§ **WHAT TO DO**
Go through the entries one line at a time, and gather every line that has the word "Returns".

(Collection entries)
┌──
//! Error reporting: sticky per-thread GL-style errors and fallible-construction
//! errors for renderer setup.

use std::cell::Cell;

use thiserror::Error;

/// The ES 1.1 error kinds recorded by validation failures.
///
/// Errors are sticky per thread: the first kind recorded is kept until a
/// [`take_error`] call consumes it, later kinds are dropped.
#[derive(Debug, Clone, Copy, PartialEq, Eq)]
pub enum GlError {
    InvalidEnum,
    InvalidValue,
    InvalidOperation,
    OutOfMemory,
    StackOverflow,
    StackUnderflow,
    FramebufferIncompleteAttachment,
    FramebufferIncompleteDimensions,
}

thread_local! {
    static CURRENT_ERROR: Cell<Option<GlError>> = const { Cell::new(None) };
}

/// Records `error` in the calling thread's slot unless one is already pending.
pub fn record_error(error: GlError) {
    CURRENT_ERROR.with(|slot| {
        if slot.get().is_none() {
            log::debug!("error recorded: {error:?}");
            slot.set(Some(error));
        }
    });
}

/// Returns and clears the calling thread's pending error, if any.
pub fn take_error() -> Option<GlError> {
    CURRENT_ERROR.with(|slot| slot.take())
}

/// Returns the pending error without clearing it.
pub fn peek_error() -> Option<GlError> {
    CURRENT_ERROR.with(|slot| slot.get())
}

/// Errors that can occur while constructing or configuring a renderer.
#[derive(Debug, Error)]
pub enum RendererError {
    #[error("framebuffer dimensions {0}x{1} are outside 1..=16384")]
    InvalidDimensions(u32, u32),
    #[error("tile size {0} must be a power of two in 4..=256")]
    InvalidTileSize(u32),
    #[error("worker thread count {0} must be in 1..=256")]
    InvalidThreadCount(usize),
    #[error("unrecognized color spec {0:?} (expected ARGB8888 or XRGB8888)")]
    InvalidColorSpec(String),
    #[error("failed to spawn worker thread: {0}")]
    WorkerSpawn(#[from] std::io::Error),
}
└──
§ **RESPONSE AREA**
/// Returns and clears the calling thread's pending error, if any.
/// Returns the pending error without clearing it.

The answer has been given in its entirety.